“WE ARE bathing rice” shouted the national papers e.g. Inquirer -the most widely read national paper. It refers to millions tons of rice imported and found “rotting”. I can remember a consultant of the Department of Agrarian Reform telling more than 10 years ago that “rice is a political commodity”. In short politics and political decisions control the amount of rice available for all of us to consume and even produce by our farmers.
This might be a late reaction but I have to look into official data in agrarian reform communities (ARCs) in the Cordillera on rice production, consumption and profit. “Agricultural productivity and income improvement” is one of the most important measure of development in ARCs. Rice and corn are the major products monitored by the DAR in arcs. The DAR keeps on investing billions of pesos to develop arcs. With the National Irrigation Administration and the Department of Public Works and Highways and other agencies, the DAR keeps building irrigation systems and farm-to market roads leading to ARCs is just one of the examples of government investments in arcs.

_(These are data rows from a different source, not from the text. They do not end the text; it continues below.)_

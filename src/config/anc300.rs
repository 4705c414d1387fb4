//! ANC300 piezo stepper controller configuration from TOML.

use heapless::{FnvIndexMap, String};
use serde::Deserialize;

use super::axis::AxisId;
use super::units::{Hertz, ValueRange, Volts};

/// How the controller is reached.
#[derive(Debug, Clone, Copy, PartialEq, Eq, Default, Deserialize)]
#[cfg_attr(feature = "defmt", derive(defmt::Format))]
#[serde(rename_all = "snake_case")]
pub enum InterfaceKind {
    /// Telnet-style TCP session.
    #[default]
    Ethernet,
    /// USB virtual serial port (recognised, not supported).
    Usb,
}

impl InterfaceKind {
    /// Name as written in the configuration.
    pub fn as_str(self) -> &'static str {
        match self {
            InterfaceKind::Ethernet => "ethernet",
            InterfaceKind::Usb => "usb",
        }
    }
}

/// Controller connection and per-axis setup.
#[derive(Debug, Clone, Deserialize)]
pub struct Anc300Config {
    /// Connection type.
    #[serde(default, alias = "interface")]
    pub interface_type: InterfaceKind,

    /// Host name or IP (ethernet only).
    #[serde(default)]
    pub host: Option<String<64>>,

    /// TCP port.
    #[serde(default = "default_port")]
    pub port: u16,

    /// Authorization code.
    #[serde(default = "default_password")]
    pub password: String<32>,

    /// Named axes.
    #[serde(default)]
    pub axes: FnvIndexMap<AxisId, Anc300AxisConfig, 8>,
}

fn default_port() -> u16 {
    7230
}

fn default_password() -> String<32> {
    String::try_from("123456").unwrap_or_default()
}

impl Anc300Config {
    /// Ethernet configuration with default port and password.
    pub fn ethernet(host: &str) -> Self {
        Self {
            interface_type: InterfaceKind::Ethernet,
            host: String::try_from(host).ok(),
            port: default_port(),
            password: default_password(),
            axes: FnvIndexMap::new(),
        }
    }

    /// Add an axis; ignored when the name is too long or the map is full.
    pub fn with_axis(mut self, name: &str, axis: Anc300AxisConfig) -> Self {
        if let Ok(key) = AxisId::try_from(name) {
            let _ = self.axes.insert(key, axis);
        }
        self
    }

    /// Get an axis configuration by name.
    pub fn axis(&self, name: &str) -> Option<&Anc300AxisConfig> {
        self.axes
            .iter()
            .find(|(k, _)| k.as_str() == name)
            .map(|(_, v)| v)
    }

    /// List all axis names.
    pub fn axis_names(&self) -> impl Iterator<Item = &str> {
        self.axes.keys().map(|s| s.as_str())
    }
}

/// One controller channel.
#[derive(Debug, Clone, PartialEq, Deserialize)]
pub struct Anc300AxisConfig {
    /// Controller channel number.
    pub id: u8,

    /// Allowed drive voltage.
    #[serde(default = "default_voltage_range")]
    pub voltage_range: ValueRange,

    /// Allowed step frequency.
    #[serde(default = "default_frequency_range")]
    pub frequency_range: ValueRange,

    /// Travel range (informational).
    #[serde(default = "default_position_range")]
    pub position_range: ValueRange,

    /// Closed-loop position feedback available.
    #[serde(default)]
    pub feedback: bool,

    /// Step frequency applied at initialization.
    #[serde(default = "default_frequency")]
    pub frequency: Hertz,

    /// Drive voltage applied at initialization.
    #[serde(default = "default_voltage")]
    pub voltage: Volts,
}

fn default_voltage_range() -> ValueRange {
    ValueRange(0.0, 60.0)
}

fn default_frequency_range() -> ValueRange {
    ValueRange(0.0, 10000.0)
}

fn default_position_range() -> ValueRange {
    ValueRange(0.0, 5.0)
}

fn default_frequency() -> Hertz {
    Hertz(20.0)
}

fn default_voltage() -> Volts {
    Volts(30.0)
}

impl Anc300AxisConfig {
    /// Channel with default ranges and setpoints.
    pub fn new(id: u8) -> Self {
        Self {
            id,
            voltage_range: default_voltage_range(),
            frequency_range: default_frequency_range(),
            position_range: default_position_range(),
            feedback: false,
            frequency: default_frequency(),
            voltage: default_voltage(),
        }
    }
}
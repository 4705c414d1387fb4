//! Gamepad input.
//!
//! XInput state decoding over a host-supplied backend, plus (std) a bridge
//! thread that forwards bound sticks and triggers to a drive loop.

#[cfg(feature = "std")]
mod bridge;
pub mod layout;
mod state;
mod xinput;

#[cfg(feature = "std")]
pub use bridge::{BridgeHandle, JoystickBridge};
pub use state::{Button, Buttons, GamepadAxis, GamepadState, STICK_MAX, TRIGGER_MAX};
pub use xinput::{
    GamepadSource, XInputBackend, XInputGamepad, FLAG_GAMEPAD, MAX_CONTROLLER_ID,
    STATUS_NOT_CONNECTED, STATUS_SUCCESS,
};
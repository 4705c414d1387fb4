//! Unit tests for the STEP/DIR pulse device.

use std::cell::RefCell;
use std::rc::Rc;

use embedded_hal::delay::DelayNs;
use embedded_hal_mock::eh1::delay::NoopDelay;
use embedded_hal_mock::eh1::digital::{Mock as PinMock, State, Transaction};
use stepper_jog::device::PulseStepper;
use stepper_jog::error::{DeviceError, Error};
use stepper_jog::{Hertz, StepperDevice, Steps};

/// Delay that records every requested wait in nanoseconds.
#[derive(Clone, Default)]
struct RecordingDelay(Rc<RefCell<Vec<u64>>>);

impl DelayNs for RecordingDelay {
    fn delay_ns(&mut self, ns: u32) {
        self.0.borrow_mut().push(u64::from(ns));
    }

    fn delay_us(&mut self, us: u32) {
        self.0.borrow_mut().push(u64::from(us) * 1_000);
    }
}

/// Test that steps are spaced by the frequency period minus the pulse width.
#[test]
fn test_step_spacing_follows_frequency() {
    let mut step = PinMock::new(&[
        Transaction::set(State::High),
        Transaction::set(State::Low),
        Transaction::set(State::High),
        Transaction::set(State::Low),
    ]);
    let mut dir = PinMock::new(&[Transaction::set(State::Low)]);
    // 500 Hz = 2 ms period, 2 us pulse
    let delay = RecordingDelay::default();

    let mut device = PulseStepper::new(delay.clone());
    device.add_axis("x", step.clone(), dir.clone(), false).unwrap();
    device.set_frequency("x", Hertz(500.0)).unwrap();
    device.move_steps("x", Steps(-2)).unwrap();

    assert_eq!(device.position("x"), Some(Steps(-2)));
    device.set_origin("x").unwrap();
    assert_eq!(device.position("x"), Some(Steps::ZERO));
    step.done();
    dir.done();
    assert_eq!(*delay.0.borrow(), [2_000, 1_998_000, 2_000]);
}

/// Test that a fourth axis is refused.
#[test]
fn test_axis_capacity() {
    let mut pins = Vec::new();
    let mut device = PulseStepper::new(NoopDelay::new());
    for name in ["x", "y", "z"] {
        let step = PinMock::new(&[]);
        let dir = PinMock::new(&[]);
        device.add_axis(name, step.clone(), dir.clone(), false).unwrap();
        pins.push((step, dir));
    }

    let mut step = PinMock::new(&[]);
    let mut dir = PinMock::new(&[]);
    assert_eq!(
        device.add_axis("w", step.clone(), dir.clone(), false),
        Err(Error::Device(DeviceError::AxisCapacityExceeded))
    );

    step.done();
    dir.done();
    for (mut step, mut dir) in pins {
        step.done();
        dir.done();
    }
}
//! `XINPUT_STATE` wire layout.
//!
//! The structure filled by `XInputGetState` is 16 bytes, little-endian, with
//! no padding:
//!
//! ```text
//! offset  width  field
//!      0      4  dwPacketNumber   u32
//!      4      2  wButtons         u16
//!      6      1  bLeftTrigger     u8
//!      7      1  bRightTrigger    u8
//!      8      2  sThumbLX         i16
//!     10      2  sThumbLY         i16
//!     12      2  sThumbRX         i16
//!     14      2  sThumbRY         i16
//! ```

/// Size of `XINPUT_STATE` in bytes.
pub const XINPUT_STATE_SIZE: usize = 16;

/// Integer type of a field.
#[derive(Debug, Clone, Copy, PartialEq, Eq)]
#[cfg_attr(feature = "defmt", derive(defmt::Format))]
pub enum Width {
    /// `BYTE`
    U8,
    /// `WORD`
    U16,
    /// `SHORT`
    I16,
    /// `DWORD`
    U32,
}

impl Width {
    /// Size in bytes.
    pub const fn bytes(self) -> usize {
        match self {
            Width::U8 => 1,
            Width::U16 | Width::I16 => 2,
            Width::U32 => 4,
        }
    }
}

/// One field of a fixed-layout structure.
#[derive(Debug, Clone, Copy, PartialEq, Eq)]
pub struct Field {
    /// Native field name.
    pub name: &'static str,
    /// Byte offset from the start of the structure.
    pub offset: usize,
    /// Integer type.
    pub width: Width,
}

impl Field {
    const fn new(name: &'static str, offset: usize, width: Width) -> Self {
        Self {
            name,
            offset,
            width,
        }
    }

    /// First byte past the field.
    pub const fn end(&self) -> usize {
        self.offset + self.width.bytes()
    }

    /// Read the field from `buf`, sign-extended for `I16`.
    ///
    /// `None` if `buf` is too short.
    pub fn read(&self, buf: &[u8]) -> Option<i64> {
        let bytes = buf.get(self.offset..self.end())?;
        let value = match self.width {
            Width::U8 => i64::from(bytes[0]),
            Width::U16 => i64::from(u16::from_le_bytes([bytes[0], bytes[1]])),
            Width::I16 => i64::from(i16::from_le_bytes([bytes[0], bytes[1]])),
            Width::U32 => i64::from(u32::from_le_bytes([bytes[0], bytes[1], bytes[2], bytes[3]])),
        };
        Some(value)
    }
}

/// Incremented by the driver whenever the state changes.
pub const PACKET_NUMBER: Field = Field::new("dwPacketNumber", 0, Width::U32);
/// Button bitmask, see [`Buttons`](super::Buttons).
pub const BUTTONS: Field = Field::new("wButtons", 4, Width::U16);
/// 0 to 255.
pub const LEFT_TRIGGER: Field = Field::new("bLeftTrigger", 6, Width::U8);
/// 0 to 255.
pub const RIGHT_TRIGGER: Field = Field::new("bRightTrigger", 7, Width::U8);
/// Left stick, horizontal.
pub const THUMB_LX: Field = Field::new("sThumbLX", 8, Width::I16);
/// Left stick, vertical.
pub const THUMB_LY: Field = Field::new("sThumbLY", 10, Width::I16);
/// Right stick, horizontal.
pub const THUMB_RX: Field = Field::new("sThumbRX", 12, Width::I16);
/// Right stick, vertical.
pub const THUMB_RY: Field = Field::new("sThumbRY", 14, Width::I16);

/// Every field of `XINPUT_STATE`, in offset order.
pub const XINPUT_STATE: [Field; 8] = [
    PACKET_NUMBER,
    BUTTONS,
    LEFT_TRIGGER,
    RIGHT_TRIGGER,
    THUMB_LX,
    THUMB_LY,
    THUMB_RX,
    THUMB_RY,
];
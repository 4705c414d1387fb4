//! # stepper-jog
//!
//! Analog jogging of stepper axes: a joystick (or any other analog source)
//! pushes commands in `[-1.0, 1.0]`, a periodic drive loop turns them into
//! step counts for a stepper controller.
//!
//! ## Features
//!
//! - **Self-rearming drive loop**: single-shot timer re-armed every tick, no
//!   tick backlog behind a slow device
//! - **Per-axis command buffers**: written from any thread, consumed and
//!   reset by the loop
//! - **Devices**: attocube ANC300 over TCP, STEP/DIR drivers on
//!   embedded-hal 1.0 pins
//! - **XInput decoding**: fixed-layout `XINPUT_STATE` parsing and a polling
//!   bridge to the loop
//! - **Configuration-driven**: loop, controller and bindings in one TOML file
//!
//! ## Quick Start
//!
//! ```rust,ignore
//! use stepper_jog::{device::Anc300, AxisDriveLoop};
//!
//! let config = stepper_jog::load_config("jog.toml")?;
//! let mut anc = Anc300::connect(config.anc300.as_ref().unwrap())?;
//! anc.initialize_axes()?;
//!
//! let drive = AxisDriveLoop::activate(config.drive, anc)?;
//! drive.set_axis_command("x", 0.5); // 50 steps per tick at 1000/10 Hz
//! drive.deactivate()?;
//! ```
//!
//! ## Feature Flags
//!
//! - `std` (default): TOML loading, threaded drive loop, ANC300 driver,
//!   joystick bridge, `tracing` logs
//! - `defmt`: `defmt::Format` on plain enums for embedded targets

#![cfg_attr(not(feature = "std"), no_std)]
#![warn(missing_docs)]
#![warn(clippy::all)]
#![deny(unsafe_code)]
// Allow large error types - necessary for no_std with heapless strings
#![allow(clippy::result_large_err)]

pub mod config;
pub mod device;
pub mod drive;
pub mod error;
pub mod gamepad;

pub use config::{validate_config, LoopConfig, SystemConfig};
pub use device::StepperDevice;
pub use drive::{command_to_steps, tick_period_ms};
pub use error::{Error, Result};

#[cfg(feature = "std")]
pub use config::{load_config, parse_config};
#[cfg(feature = "std")]
pub use drive::{AxisDriveLoop, CommandSink, Scheduler, ThreadTimer};

// Unit types
pub use config::units::{AnalogCommand, Hertz, Steps, Volts};
//! Configuration loading from files (std only).

use std::fs;
use std::path::Path;

use crate::error::{bounded, ConfigError, Error, Result};

use super::SystemConfig;

/// Load configuration from a TOML file.
///
/// # Errors
///
/// Returns an error if the file cannot be read, parsed or validated.
///
/// # Example
///
/// ```rust,ignore
/// use stepper_jog::load_config;
///
/// let config = load_config("jog.toml")?;
/// ```
pub fn load_config<P: AsRef<Path>>(path: P) -> Result<SystemConfig> {
    let content = fs::read_to_string(path.as_ref())
        .map_err(|e| Error::Config(ConfigError::IoError(bounded(&e.to_string()))))?;

    parse_config(&content)
}

/// Parse configuration from a TOML string.
///
/// # Errors
///
/// Returns an error if the TOML is invalid or fails validation.
pub fn parse_config(content: &str) -> Result<SystemConfig> {
    let config: SystemConfig = toml::from_str(content)
        .map_err(|e| Error::Config(ConfigError::ParseError(bounded(e.message()))))?;

    // Validate the configuration
    super::validation::validate_config(&config)?;

    Ok(config)
}
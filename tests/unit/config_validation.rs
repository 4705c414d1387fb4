//! Unit tests for configuration validation.

use stepper_jog::config::{
    validate_config, validate_drive, Anc300AxisConfig, Anc300Config, AxisBinding, AxisSlots,
    InterfaceKind, JoystickConfig, LoopConfig, SystemConfig, ValueRange,
};
use stepper_jog::error::{ConfigError, Error};
use stepper_jog::gamepad::GamepadAxis;
use stepper_jog::{Hertz, Volts};

fn controller() -> Anc300Config {
    Anc300Config::ethernet("192.168.0.20")
        .with_axis("x", Anc300AxisConfig::new(1))
        .with_axis("y", Anc300AxisConfig::new(2))
}

fn system() -> SystemConfig {
    SystemConfig {
        anc300: Some(controller()),
        ..SystemConfig::default()
    }
}

fn config_error(config: &SystemConfig) -> ConfigError {
    match validate_config(config) {
        Err(Error::Config(e)) => e,
        other => panic!("expected config error, got {:?}", other),
    }
}

/// Test that the defaults validate.
#[test]
fn test_defaults_are_valid() {
    assert!(validate_config(&SystemConfig::default()).is_ok());
    assert!(validate_config(&system()).is_ok());
}

/// Test frequency and voltage checks.
#[test]
fn test_drive_rates() {
    let bad_hardware = LoopConfig {
        hardware_frequency: Hertz(0.0),
        ..LoopConfig::default()
    };
    assert!(matches!(
        validate_drive(&bad_hardware),
        Err(Error::Config(ConfigError::InvalidHardwareFrequency(_)))
    ));

    let nan_ui = LoopConfig {
        ui_frequency: Hertz(f32::NAN),
        ..LoopConfig::default()
    };
    assert!(matches!(
        validate_drive(&nan_ui),
        Err(Error::Config(ConfigError::InvalidUiFrequency(_)))
    ));

    let bad_voltage = LoopConfig {
        hardware_voltage: Volts(f32::INFINITY),
        ..LoopConfig::default()
    };
    assert!(matches!(
        validate_drive(&bad_voltage),
        Err(Error::Config(ConfigError::InvalidVoltage(_)))
    ));
}

/// Test that axis names may not contain whitespace.
#[test]
fn test_axis_name_whitespace() {
    let axes = AxisSlots::from_names([Some("x axis"), None, None]).unwrap();
    let config = LoopConfig::default().with_axes(axes);
    assert!(matches!(
        validate_drive(&config),
        Err(Error::Config(ConfigError::InvalidAxisName(_)))
    ));
}

/// Test controller connection checks.
#[test]
fn test_controller_interface() {
    let mut config = system();
    config.anc300.as_mut().unwrap().host = None;
    assert_eq!(config_error(&config), ConfigError::MissingHost);

    let mut config = system();
    config.anc300.as_mut().unwrap().interface_type = InterfaceKind::Usb;
    assert!(matches!(
        config_error(&config),
        ConfigError::UnsupportedInterface(name) if name.as_str() == "usb"
    ));
}

/// Test controller axis checks.
#[test]
fn test_controller_axes() {
    let mut config = system();
    config.anc300 = Some(
        Anc300Config::ethernet("10.0.0.1")
            .with_axis("x", Anc300AxisConfig::new(1))
            .with_axis("y", Anc300AxisConfig::new(1)),
    );
    assert_eq!(config_error(&config), ConfigError::DuplicateAxisId(1));

    let mut axis = Anc300AxisConfig::new(1);
    axis.position_range = ValueRange(5.0, 0.0);
    config.anc300 = Some(
        Anc300Config::ethernet("10.0.0.1")
            .with_axis("x", axis)
            .with_axis("y", Anc300AxisConfig::new(2)),
    );
    assert!(matches!(
        config_error(&config),
        ConfigError::InvalidRange { min, max } if min == 5.0 && max == 0.0
    ));

    let anc300 = Anc300Config::ethernet("10.0.0.1").with_axis("x", Anc300AxisConfig::new(1));
    config.anc300 = Some(anc300);
    assert!(matches!(
        config_error(&config),
        ConfigError::UnknownStepperAxis(name) if name.as_str() == "y"
    ));
}

/// Test joystick section checks.
#[test]
fn test_joystick() {
    let mut joystick = JoystickConfig::default();
    let binding = AxisBinding::new(GamepadAxis::LeftHorizontal, "x").unwrap();
    joystick.bindings.push(binding).unwrap();

    let mut config = SystemConfig {
        joystick: Some(joystick.clone()),
        ..SystemConfig::default()
    };
    assert!(validate_config(&config).is_ok());

    config.joystick = Some(JoystickConfig {
        joystick_id: 4,
        ..joystick.clone()
    });
    assert_eq!(config_error(&config), ConfigError::InvalidJoystickId(4));

    config.joystick = Some(JoystickConfig {
        poll_frequency: Hertz(0.0),
        ..joystick.clone()
    });
    assert!(matches!(config_error(&config), ConfigError::InvalidPollFrequency(_)));

    let binding = AxisBinding::new(GamepadAxis::RightTrigger, "z").unwrap();
    joystick.bindings.push(binding).unwrap();
    config.joystick = Some(joystick);
    assert!(matches!(
        config_error(&config),
        ConfigError::UnknownDriveAxis(name) if name.as_str() == "z"
    ));
}
//! Single-shot, re-armable delayed task.
//!
//! The drive loop re-arms its timer at the start of every tick instead of
//! running on a fixed-rate timer, so a slow device never builds a backlog
//! of ticks.

use std::sync::{Arc, Condvar, Mutex, MutexGuard, PoisonError};
use std::thread::{self, JoinHandle};
use std::time::{Duration, Instant};

use tracing::debug;

use crate::error::{bounded, DeviceError, Error, Result};

/// A cancellable single-shot timer.
///
/// `arm` replaces any pending deadline; `cancel` clears it. The callback
/// fires at most once per `arm`.
pub trait Scheduler: Send + Sync {
    /// Fire once after `delay`.
    fn arm(&self, delay: Duration);

    /// Drop the pending deadline, if any.
    fn cancel(&self);
}

type Callback = Box<dyn FnMut() + Send>;

struct TimerState {
    deadline: Option<Instant>,
    shutdown: bool,
}

struct TimerShared {
    state: Mutex<TimerState>,
    wake: Condvar,
    callback: Mutex<Option<Callback>>,
}

impl TimerShared {
    fn state(&self) -> MutexGuard<'_, TimerState> {
        self.state.lock().unwrap_or_else(PoisonError::into_inner)
    }
}

/// [`Scheduler`] backed by one worker thread.
///
/// The callback runs on the worker thread; it may call `arm` and `cancel`.
/// Dropping the timer stops the worker.
pub struct ThreadTimer {
    shared: Arc<TimerShared>,
    worker: Option<JoinHandle<()>>,
}

impl ThreadTimer {
    /// Start the worker thread. Nothing fires until a callback is bound and
    /// the timer is armed.
    pub fn spawn(name: &str) -> Result<Self> {
        let shared = Arc::new(TimerShared {
            state: Mutex::new(TimerState {
                deadline: None,
                shutdown: false,
            }),
            wake: Condvar::new(),
            callback: Mutex::new(None),
        });

        let worker_shared = Arc::clone(&shared);
        let worker = thread::Builder::new()
            .name(name.to_owned())
            .spawn(move || run(&worker_shared))
            .map_err(|e| Error::Device(DeviceError::Io(bounded(&e.to_string()))))?;

        Ok(Self {
            shared,
            worker: Some(worker),
        })
    }

    /// Install the function run on every expiry.
    pub fn bind<F>(&self, callback: F)
    where
        F: FnMut() + Send + 'static,
    {
        *self
            .shared
            .callback
            .lock()
            .unwrap_or_else(PoisonError::into_inner) = Some(Box::new(callback));
    }
}

impl Scheduler for ThreadTimer {
    fn arm(&self, delay: Duration) {
        self.shared.state().deadline = Some(Instant::now() + delay);
        self.shared.wake.notify_one();
    }

    fn cancel(&self) {
        self.shared.state().deadline = None;
        self.shared.wake.notify_one();
    }
}

impl Drop for ThreadTimer {
    fn drop(&mut self) {
        self.shared.state().shutdown = true;
        self.shared.wake.notify_one();
        if let Some(worker) = self.worker.take() {
            // Dropped from inside the callback: the worker exits on its own.
            if worker.thread().id() != thread::current().id() {
                let _ = worker.join();
            }
        }
    }
}

fn run(shared: &TimerShared) {
    let mut state = shared.state();
    loop {
        if state.shutdown {
            debug!("timer worker stopping");
            return;
        }

        match state.deadline {
            None => {
                state = shared.wake.wait(state).unwrap_or_else(PoisonError::into_inner);
            }
            Some(deadline) => {
                let now = Instant::now();
                if now < deadline {
                    state = shared
                        .wake
                        .wait_timeout(state, deadline - now)
                        .unwrap_or_else(PoisonError::into_inner)
                        .0;
                    continue;
                }

                state.deadline = None;
                drop(state);
                if let Some(callback) = shared
                    .callback
                    .lock()
                    .unwrap_or_else(PoisonError::into_inner)
                    .as_mut()
                {
                    callback();
                }
                state = shared.state();
            }
        }
    }
}
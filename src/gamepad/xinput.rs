//! XInput controller access through a host-supplied backend.

use core::fmt::Write;

use heapless::String;

use super::layout::XINPUT_STATE_SIZE;
use super::state::GamepadState;
use crate::error::{ConfigError, Error, GamepadError, Result};

/// `ERROR_SUCCESS`.
pub const STATUS_SUCCESS: u32 = 0x0000_0000;

/// `ERROR_DEVICE_NOT_CONNECTED`.
pub const STATUS_NOT_CONNECTED: u32 = 0x0000_048F;

/// `XINPUT_FLAG_GAMEPAD`.
pub const FLAG_GAMEPAD: u32 = 0x0000_0001;

/// XInput supports controller indices 0 to 3.
pub const MAX_CONTROLLER_ID: u8 = 3;

/// The two XInput entry points the gamepad needs.
///
/// Implementations wrap `XInputGetState` and `XInputGetCapabilities` and
/// return their status codes unchanged.
pub trait XInputBackend {
    /// Fill `state` with the raw `XINPUT_STATE` of controller `user_index`.
    fn get_state(&mut self, user_index: u32, state: &mut [u8; XINPUT_STATE_SIZE]) -> u32;

    /// Query capabilities of controller `user_index`.
    fn get_capabilities(&mut self, user_index: u32, flags: u32) -> u32;
}

/// Anything that yields gamepad samples.
pub trait GamepadSource {
    /// Human-readable identifier.
    fn name(&self) -> String<32>;

    /// Whether the controller answers.
    fn is_connected(&mut self) -> bool;

    /// Read one sample.
    fn read_state(&mut self) -> Result<GamepadState>;
}

impl<G: GamepadSource + ?Sized> GamepadSource for &mut G {
    fn name(&self) -> String<32> {
        (**self).name()
    }

    fn is_connected(&mut self) -> bool {
        (**self).is_connected()
    }

    fn read_state(&mut self) -> Result<GamepadState> {
        (**self).read_state()
    }
}

/// XInput controller at a fixed index.
pub struct XInputGamepad<B> {
    backend: B,
    id: u8,
}

impl<B: XInputBackend> XInputGamepad<B> {
    /// Controller `id` behind `backend`.
    ///
    /// # Errors
    ///
    /// `ConfigError::InvalidJoystickId` for an index above 3.
    pub fn new(backend: B, id: u8) -> Result<Self> {
        if id > MAX_CONTROLLER_ID {
            return Err(Error::Config(ConfigError::InvalidJoystickId(id)));
        }
        Ok(Self { backend, id })
    }

    /// Controller index.
    pub fn id(&self) -> u8 {
        self.id
    }

    /// Give back the backend.
    pub fn into_backend(self) -> B {
        self.backend
    }
}

impl<B: XInputBackend> GamepadSource for XInputGamepad<B> {
    fn name(&self) -> String<32> {
        let mut name = String::new();
        let _ = write!(name, "xinput controller #{}", self.id);
        name
    }

    fn is_connected(&mut self) -> bool {
        self.backend.get_capabilities(u32::from(self.id), FLAG_GAMEPAD) == STATUS_SUCCESS
    }

    fn read_state(&mut self) -> Result<GamepadState> {
        let mut raw = [0u8; XINPUT_STATE_SIZE];
        match self.backend.get_state(u32::from(self.id), &mut raw) {
            STATUS_SUCCESS => Ok(GamepadState::decode(&raw)?),
            STATUS_NOT_CONNECTED => Err(Error::Gamepad(GamepadError::NotConnected(self.id))),
            status => Err(Error::Gamepad(GamepadError::Status(status))),
        }
    }
}

#[cfg(test)]
mod tests {
    use super::*;
    use crate::gamepad::{Button, GamepadAxis};

    struct Fake {
        status: u32,
        raw: [u8; XINPUT_STATE_SIZE],
        last_index: Option<u32>,
    }

    impl XInputBackend for Fake {
        fn get_state(&mut self, user_index: u32, state: &mut [u8; XINPUT_STATE_SIZE]) -> u32 {
            self.last_index = Some(user_index);
            *state = self.raw;
            self.status
        }

        fn get_capabilities(&mut self, _user_index: u32, flags: u32) -> u32 {
            assert_eq!(flags, FLAG_GAMEPAD);
            self.status
        }
    }

    fn fake(status: u32) -> Fake {
        let mut raw = [0u8; XINPUT_STATE_SIZE];
        raw[4..6].copy_from_slice(&0x1000u16.to_le_bytes());
        raw[8..10].copy_from_slice(&(-32767i16).to_le_bytes());
        Fake {
            status,
            raw,
            last_index: None,
        }
    }

    #[test]
    fn test_read_state() {
        let mut pad = XInputGamepad::new(fake(STATUS_SUCCESS), 2).unwrap();

        assert!(pad.is_connected());
        assert_eq!(pad.name().as_str(), "xinput controller #2");

        let state = pad.read_state().unwrap();
        assert_eq!(state.axis(GamepadAxis::LeftHorizontal), -1.0);
        assert!(state.pressed(Button::RightDown));
        assert_eq!(pad.into_backend().last_index, Some(2));
    }

    #[test]
    fn test_status_codes() {
        let mut pad = XInputGamepad::new(fake(STATUS_NOT_CONNECTED), 1).unwrap();
        assert!(!pad.is_connected());
        assert_eq!(
            pad.read_state(),
            Err(Error::Gamepad(GamepadError::NotConnected(1)))
        );

        let mut pad = XInputGamepad::new(fake(5), 0).unwrap();
        assert_eq!(pad.read_state(), Err(Error::Gamepad(GamepadError::Status(5))));
    }

    #[test]
    fn test_index_limit() {
        assert!(matches!(
            XInputGamepad::new(fake(STATUS_SUCCESS), 4),
            Err(Error::Config(ConfigError::InvalidJoystickId(4)))
        ));
    }
}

There are 86 arcs in the Cordillera. More than 60% are upland and planted to rice paddies measuring about 50 to 500 sq. meters. Most of these upland ARCs buy rice from traders or from outlets of the National Food Authority which are found mostly in towns. The NFA is an inevitable source of rice for these ARCs which are populated by indigenous peoples. To augment rice these upland households use camote as a substitute for rice. Or the households mixed camote with rice. This is an old practice. Some households in the remotest arcs still practiced this recipe of rice with camote. Such recipes can be more nutritious can in-fact be more nutritious. But due to the use pesticides and fungicides, quality of camote is not anymore available. The soil is not any more good for camote as it is for rice.
Upland arcs can plant rice twice in a year. There are several upland arcs that plant rice once in a year. According to official data from Department of Agrarian Reform, 25 (29 percent) of the 86 ARCs in the Cordillera are self- sufficient in rice production. Tabuk ARC in Kalinga is the tops the list. Tabuk exports the “unoy” (organic) rice abroad. Ifugao has six arcs that are self- sufficient in rice production. Alfonso Lista, Hingyon and Lamut. Abra has 11 arc that are self sufficient in rice production. La Paz, leads the group followed by Villaviciosa and Bucay arcs. The rest of the 61 (71 percent) arcs of the Cordillera are not self sufficient in rice production. Benguet is the only none-rice producing province composed of It has 18 arcs.
The point is: households in upland arcs need rice which they can buy from NFA or the traders that have links to NFA. For now, buying rice is much easier to do than planting and pounding rice. Again, nutrition can be in an issue here. Accordingly pounded rice from far-flung areas like some of the arcs is more nutritious especially with vitamins B12. Vitamin B12 according to a doctor-friend has something to do with the nervous system, which include the brain and nerves flowing from the brain to all parts of the body. But the routine and lifestyles of these upland households have changed across time. They have siblings working abroad who send them money. Household incomes are not any more very dependent on agriculture or rice production for that matter.
Education has become the foremost priority of the households in arcs. For households who depend from growing rice for most of their incomes, less and less children of these households prefer not to work in the rice paddies. They find it more profitable to work somewhere as temporary carpenters, construction workers and doing other odd jobs to earn for school fees, rather than work on the paddies of their families. It is not profitable. Better to buy rice FROM THE MARKET than to plant it. Just look at Banaue rice terraces.
WHICH IS CHEAPER TO DO, DO IT. This is a simplified rule of thumb in economics- the allocation of resources. Resources include labor. Investing in rice paddies is no more economical for most farmers in far-flung arcs and even some arcs in the lowlands. For a 250 sq. meter of rice paddy, a farmer needs to invest in fertilizers that can cost from P1,200 to 1,400 pesos in upland arcs . Other costs include manually carrying (haulage) of a sack of milled rice from the market to the last point of the farm-to –market road to the households . Haulage can cost a hundred pesos or more per sack depending on the distance from the end of the road to household of the farmer.
Labor which includes harrowing and planting can cost more than 2,000 -2,500 pesos. The harvest from our sample rice paddy (250 sq. meters) can be two to three cavans of milled rice. A cavan of milled in these remote upland arcs can cost 1,500 to 2,000. Add the costs (investment) and compare it with the returns, it is more practical to buy rice from the market. What if the million tons of rice were CALCULATEDLY sold in the markets, the price of rice could have been lower. That is the law of supply and demand. The lower the supply of any commodity in the market, and the higher the demand for such commodity the higher the price. Rotting rice is never nice.